▶ _Exercise directions_:
Answer with nothing but the number of lines in the listing below that contain "chars".

▶ _The data_:
..........
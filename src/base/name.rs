//! Converting between dotted host names and DNS wire-format names.
//!
//! A wire-format name is a sequence of labels, each prefixed by its
//! length, terminated by the zero-length root label. Inside a message a
//! name may also end in a compression pointer referring back to an
//! earlier occurrence of its suffix. Decoding therefore always happens
//! against the whole message buffer.

#![warn(missing_docs)]

use super::error::WireError;

//------------ Module Configuration ------------------------------------------

/// The maximum length of a single label in octets.
pub const MAX_LABEL_LEN: usize = 63;

/// The maximum length of an encoded name in octets, root label included.
pub const MAX_NAME_LEN: usize = 255;

/// The two top bits of a length octet that mark a direct label.
const LABEL_DIRECT: u8 = 0x00;

/// The two top bits of a length octet that mark a compression pointer.
const LABEL_POINTER: u8 = 0xC0;

//------------ Encoding ------------------------------------------------------

/// Encodes a dotted host name into wire format.
///
/// Each label must be between 1 and 63 octets of attested host name
/// characters (ASCII letters, digits, hyphen, and underscore), and the
/// encoded name including the root label must not exceed 255 octets. A
/// single trailing dot marks a fully-qualified name and is accepted;
/// empty labels anywhere else are not.
///
/// Fails with [`WireError::InvalidName`] for anything that cannot be
/// represented.
pub fn encode_name(hostname: &str) -> Result<Vec<u8>, WireError> {
    let name = hostname.strip_suffix('.').unwrap_or(hostname);
    if name.is_empty() || name.len() > MAX_NAME_LEN {
        return Err(WireError::InvalidName);
    }

    let mut target = Vec::with_capacity(name.len() + 2);
    for label in name.split('.') {
        if label.is_empty() || label.len() > MAX_LABEL_LEN {
            return Err(WireError::InvalidName);
        }
        if !label.bytes().all(is_hostname_char) {
            return Err(WireError::InvalidName);
        }
        target.push(label.len() as u8);
        target.extend_from_slice(label.as_bytes());
    }
    target.push(0);
    if target.len() > MAX_NAME_LEN {
        return Err(WireError::InvalidName);
    }
    Ok(target)
}

/// Returns whether the octet may appear in a host name label.
fn is_hostname_char(ch: u8) -> bool {
    ch.is_ascii_alphanumeric() || ch == b'-' || ch == b'_'
}

/// Counts the labels of an encoded name, the root label excluded.
///
/// The name must be uncompressed; this is only used on names produced by
/// [`encode_name`].
pub fn count_labels(wire: &[u8]) -> usize {
    let mut count = 0;
    let mut pos = 0;
    while pos < wire.len() && wire[pos] != 0 {
        count += 1;
        pos += wire[pos] as usize + 1;
    }
    count
}

//------------ Decoding ------------------------------------------------------

/// Decodes a possibly compressed name out of a message buffer.
///
/// Decoding starts at `start` and follows compression pointers until the
/// root label. The returned octet count covers the name's encoding at
/// `start` only: it ends after the first pointer if one occurs, since
/// everything beyond it belongs to an earlier part of the message.
///
/// Three structural bounds protect against crafted buffers: a cumulative
/// count of octets visited may never exceed the buffer length (a pointer
/// chain that revisits data must trip this and fails with
/// [`WireError::CompressionLoop`]), the decoded text may not grow beyond
/// [`MAX_NAME_LEN`] characters ([`WireError::NameTooLong`]), and only
/// direct and pointer label types are accepted
/// ([`WireError::UnknownLabelType`]).
pub fn decode_name(
    message: &[u8],
    start: usize,
) -> Result<(String, usize), WireError> {
    let mut pos = start;
    let mut consumed = 0usize;
    let mut seen = 0usize;
    let mut name = String::new();

    loop {
        let len = *message.get(pos).ok_or(WireError::ShortMessage)?;
        match len & 0xC0 {
            LABEL_DIRECT => {
                if len == 0 {
                    if consumed == 0 {
                        consumed = pos + 1 - start;
                    }
                    return Ok((name, consumed));
                }
                let len = len as usize;
                let label = message
                    .get(pos + 1..pos + 1 + len)
                    .ok_or(WireError::ShortMessage)?;
                seen += 1 + len;
                if seen > message.len() {
                    return Err(WireError::CompressionLoop);
                }
                if !name.is_empty() {
                    name.push('.');
                }
                if name.len() + len > MAX_NAME_LEN {
                    return Err(WireError::NameTooLong);
                }
                name.extend(label.iter().map(|&ch| ch as char));
                pos += 1 + len;
            }
            LABEL_POINTER => {
                let low =
                    *message.get(pos + 1).ok_or(WireError::ShortMessage)?;
                if consumed == 0 {
                    consumed = pos + 2 - start;
                }
                seen += 2;
                if seen > message.len() {
                    return Err(WireError::CompressionLoop);
                }
                pos = usize::from(len & 0x3F) << 8 | usize::from(low);
            }
            _ => return Err(WireError::UnknownLabelType),
        }
    }
}

/// Skips over a possibly compressed name, returning the octets consumed.
pub(super) fn skip_name(
    message: &[u8],
    start: usize,
) -> Result<usize, WireError> {
    decode_name(message, start).map(|(_, consumed)| consumed)
}

//------------ Utility -------------------------------------------------------

/// Joins a host name and a search suffix into one dotted name.
pub(crate) fn join_suffix(hostname: &str, suffix: &str) -> String {
    let mut joined =
        String::with_capacity(hostname.len() + suffix.len() + 1);
    joined.push_str(hostname);
    joined.push('.');
    joined.push_str(suffix);
    joined
}

//============ Testing =======================================================
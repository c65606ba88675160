use criterion::{BenchmarkId, Criterion, Throughput, criterion_group, criterion_main};
use pureheap::{Heap, ObjectKind, VecMemory};
use std::hint::black_box;

const OPS: u64 = 100_000;

/// alloc/retain/release cycles on a private heap.
fn heap_alloc_release(heap: &mut Heap<VecMemory>, size: u32) {
  for _ in 0..OPS {
    let ptr = heap.alloc(size, ObjectKind::Buffer.id()).unwrap();
    heap.retain(black_box(ptr)).unwrap();
    heap.release(ptr).unwrap();
  }
}

/// Same cycle through the thread-local runtime.
fn runtime_alloc_release(size: u32) {
  for _ in 0..OPS {
    let ptr = pureheap::retain(pureheap::alloc(size, ObjectKind::Buffer.id()));
    pureheap::release(black_box(ptr));
  }
}

/// Allocates a batch, then releases it in allocation order so every free
/// coalesces with its left neighbor.
fn heap_batch(heap: &mut Heap<VecMemory>, size: u32, ptrs: &mut Vec<u32>) {
  for _ in 0..OPS / 1000 {
    for _ in 0..1000 {
      let ptr = heap.alloc(size, ObjectKind::Buffer.id()).unwrap();
      ptrs.push(heap.retain(ptr).unwrap());
    }
    for ptr in ptrs.drain(..) {
      heap.release(ptr).unwrap();
    }
  }
}

fn benchmark_alloc_throughput(c: &mut Criterion) {
  let mut group = c.benchmark_group("alloc_throughput");

  for size in [16, 64, 256, 1024, 4096] {
    group.throughput(Throughput::Elements(OPS));

    group.bench_with_input(BenchmarkId::new("heap", size), &size, |b, &size| {
      let mut heap = Heap::new(VecMemory::new(1024)).unwrap();
      b.iter(|| heap_alloc_release(&mut heap, size))
    });

    group.bench_with_input(BenchmarkId::new("runtime", size), &size, |b, &size| {
      b.iter(|| runtime_alloc_release(size))
    });

    group.bench_with_input(BenchmarkId::new("batch", size), &size, |b, &size| {
      let mut heap = Heap::new(VecMemory::new(1024)).unwrap();
      let mut ptrs = Vec::with_capacity(1000);
      b.iter(|| heap_batch(&mut heap, size, &mut ptrs))
    });
  }

  group.finish();
}

criterion_group!(benches, benchmark_alloc_throughput);
criterion_main!(benches);
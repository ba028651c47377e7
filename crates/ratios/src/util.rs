/// Levenshtein edit distance over Unicode scalar values, using the two-row
/// O(min(m,n)) space algorithm.
pub fn levenshtein_distance(s1: &str, s2: &str) -> usize {
    let a: Vec<char> = s1.chars().collect();
    let b: Vec<char> = s2.chars().collect();
    let (m, n) = (a.len(), b.len());

    if m == 0 {
        return n;
    }
    if n == 0 {
        return m;
    }

    // Keep the shorter string in the inner loop to minimise allocation.
    let (a, b, m, n) = if m <= n { (a, b, m, n) } else { (b, a, n, m) };

    let mut prev: Vec<usize> = (0..=n).collect();
    let mut curr = vec![0usize; n + 1];

    for i in 1..=m {
        curr[0] = i;
        for j in 1..=n {
            let cost = usize::from(a[i - 1] != b[j - 1]);
            curr[j] = (prev[j] + 1).min(curr[j - 1] + 1).min(prev[j - 1] + cost);
        }
        std::mem::swap(&mut prev, &mut curr);
    }

    prev[n]
}

/// Longest common block of `a[alo..ahi]` and `b[blo..bhi]` as `(i, j, len)`.
/// Ties go to the block starting earliest in `a`.
pub fn longest_common_block(
    a: &[char],
    b: &[char],
    (alo, ahi): (usize, usize),
    (blo, bhi): (usize, usize),
) -> (usize, usize, usize) {
    let mut best = (alo, blo, 0);
    let mut prev = vec![0usize; bhi - blo + 1];

    for i in alo..ahi {
        let mut curr = vec![0usize; bhi - blo + 1];
        for j in blo..bhi {
            if a[i] == b[j] {
                let k = prev[j - blo] + 1;
                curr[j - blo + 1] = k;
                if k > best.2 {
                    best = (i + 1 - k, j + 1 - k, k);
                }
            }
        }
        prev = curr;
    }

    best
}

#[cfg(test)]
mod tests {
    use super::*;

    fn chars(s: &str) -> Vec<char> {
        s.chars().collect()
    }

    #[test]
    fn identical_strings_are_zero() {
        assert_eq!(levenshtein_distance("abc", "abc"), 0);
        assert_eq!(levenshtein_distance("", ""), 0);
    }

    #[test]
    fn empty_string_is_length_of_other() {
        assert_eq!(levenshtein_distance("", "abc"), 3);
        assert_eq!(levenshtein_distance("abc", ""), 3);
    }

    #[test]
    fn single_substitution() {
        assert_eq!(levenshtein_distance("cat", "bat"), 1);
    }

    #[test]
    fn accented_letter_is_one_edit() {
        assert_eq!(levenshtein_distance("réserves", "reserves"), 1);
    }

    #[test]
    fn commutative() {
        assert_eq!(
            levenshtein_distance("capitaux", "captaux"),
            levenshtein_distance("captaux", "capitaux")
        );
    }

    #[test]
    fn longest_block_found() {
        let a = chars("total des actifs");
        let b = chars("les actifs");
        let (i, j, k) = longest_common_block(&a, &b, (0, a.len()), (0, b.len()));
        assert_eq!(k, 9);
        assert_eq!(&a[i..i + k], &b[j..j + k]);
    }

    #[test]
    fn longest_block_prefers_earliest_in_a() {
        let a = chars("abab");
        let b = chars("ab");
        assert_eq!(longest_common_block(&a, &b, (0, 4), (0, 2)), (0, 0, 2));
    }

    #[test]
    fn no_common_block() {
        let a = chars("abc");
        let b = chars("xyz");
        assert_eq!(longest_common_block(&a, &b, (0, 3), (0, 3)).2, 0);
    }
}
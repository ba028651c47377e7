use serde::{Deserialize, Serialize};
use thiserror::Error;

#[derive(Debug, Error)]
pub enum ConfigError {
    #[error("Failed to parse TOML: {0}")]
    Toml(#[from] toml::de::Error),
    #[error("Tolerance '{name}' must be a positive number, got {value}")]
    InvalidTolerance { name: &'static str, value: f32 },
}

/// Spatial tolerances used to snap tokens into rows and columns.
///
/// Both are absolute pixel distances tuned on table crops rendered at the
/// usual scan resolution. Retune them if the renderer's DPI changes.
#[derive(Debug, Clone, PartialEq, Serialize, Deserialize)]
#[serde(default)]
pub struct ExtractionConfig {
    /// Max distance between a value's top edge and its row label's top edge.
    pub row_tolerance: f32,
    /// Max distance between a value's left edge and a year header's left edge.
    pub column_tolerance: f32,
    /// Substrings marking a `name` token as a note reference (case-insensitive).
    pub note_markers: Vec<String>,
}

impl Default for ExtractionConfig {
    fn default() -> Self {
        Self {
            row_tolerance: 10.0,
            column_tolerance: 50.0,
            note_markers: vec!["cp-".to_string(), "p-".to_string()],
        }
    }
}

impl ExtractionConfig {
    pub fn from_toml(toml_content: &str) -> Result<Self, ConfigError> {
        let config: ExtractionConfig = toml::from_str(toml_content)?;
        config.validate()?;
        Ok(config)
    }

    pub fn validate(&self) -> Result<(), ConfigError> {
        for (name, value) in [
            ("row_tolerance", self.row_tolerance),
            ("column_tolerance", self.column_tolerance),
        ] {
            if !(value.is_finite() && value > 0.0) {
                return Err(ConfigError::InvalidTolerance { name, value });
            }
        }
        Ok(())
    }
}
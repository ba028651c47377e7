//! bilan - rebuild balance-sheet tables from classified OCR tokens
//!
//! Reads one JSON file per table crop (as written by the layout classifier),
//! merges the reconstructed tables in file-name order and prints them, or the
//! solvency and liquidity ratios derived from them, as JSON on stdout.

use std::io::{self, Write};
use std::path::PathBuf;

use anyhow::Context;
use bilan_core::RatiosByYear;
use bilan_extract::{BatchDriver, DocumentPipeline};
use clap::{ArgAction, Parser, ValueEnum};
use serde_json::{json, Map, Value};
use tracing_subscriber::EnvFilter;

mod settings;

use settings::{collect_inputs, Settings};

/// What to print for the merged table.
#[derive(Debug, Clone, Copy, ValueEnum, Default)]
enum Output {
    /// Key column plus one column per year (default)
    #[default]
    Table,
    /// Canonical metrics per year
    Metrics,
    /// Financial ratios per year
    Ratios,
}

#[derive(Parser, Debug)]
#[command(name = "bilan")]
#[command(author, version, about, long_about = None)]
struct Args {
    /// Token JSON files, or directories of them
    #[arg(required = true)]
    paths: Vec<PathBuf>,

    /// TOML settings (tolerances, matcher, vocabulary)
    #[arg(short, long)]
    config: Option<PathBuf>,

    /// What to print
    #[arg(short, long, value_enum, default_value_t = Output::Table)]
    output: Output,

    /// Label ratios with their French dashboard names
    #[arg(long, action = ArgAction::SetTrue)]
    labels: bool,

    /// Use debug logging level
    #[arg(short = 'd', long, action = ArgAction::SetTrue)]
    debug: bool,
}

#[tokio::main]
async fn main() -> anyhow::Result<()> {
    let args = Args::parse();

    let default_level = if args.debug { "debug" } else { "info" };
    tracing_subscriber::fmt()
        .with_env_filter(
            EnvFilter::try_from_default_env().unwrap_or_else(|_| EnvFilter::new(default_level)),
        )
        .with_writer(io::stderr)
        .init();

    let settings = match &args.config {
        Some(path) => Settings::load(path).await?,
        None => Settings::default(),
    };
    let engine = settings.ratio_engine()?;

    let inputs = collect_inputs(&args.paths).await?;
    tracing::info!("Processing {} document(s)", inputs.len());

    let driver = BatchDriver::new(DocumentPipeline::new(settings.extraction.clone()));
    let report = driver.run_files(&inputs).await.context("no table could be extracted")?;
    for failure in &report.failures {
        tracing::warn!("Skipped {}: {}", failure.document, failure.message);
    }
    tracing::info!(
        "Extracted {} row(s) from {} document(s)",
        report.table.rows.len(),
        report.processed
    );

    let out = match args.output {
        Output::Table => Value::Array(report.table.to_records()),
        Output::Metrics => serde_json::to_value(engine.matcher().metrics_by_year(&report.table)?)?,
        Output::Ratios => ratios_json(&engine.ratios_by_year(&report.table), args.labels),
    };

    let stdout = io::stdout();
    let mut handle = stdout.lock();
    serde_json::to_writer_pretty(&mut handle, &out)?;
    writeln!(handle)?;
    Ok(())
}

fn ratios_json(ratios: &RatiosByYear, labels: bool) -> Value {
    let mut by_year = Map::new();
    for (year, values) in ratios {
        let inner: Map<String, Value> = values
            .iter()
            .map(|(ratio, v)| {
                let name = if labels { ratio.label() } else { ratio.as_str() };
                (name.to_string(), json!(v))
            })
            .collect();
        by_year.insert(year.to_string(), Value::Object(inner));
    }
    Value::Object(by_year)
}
..........
▶ _Solution to this problem_:
10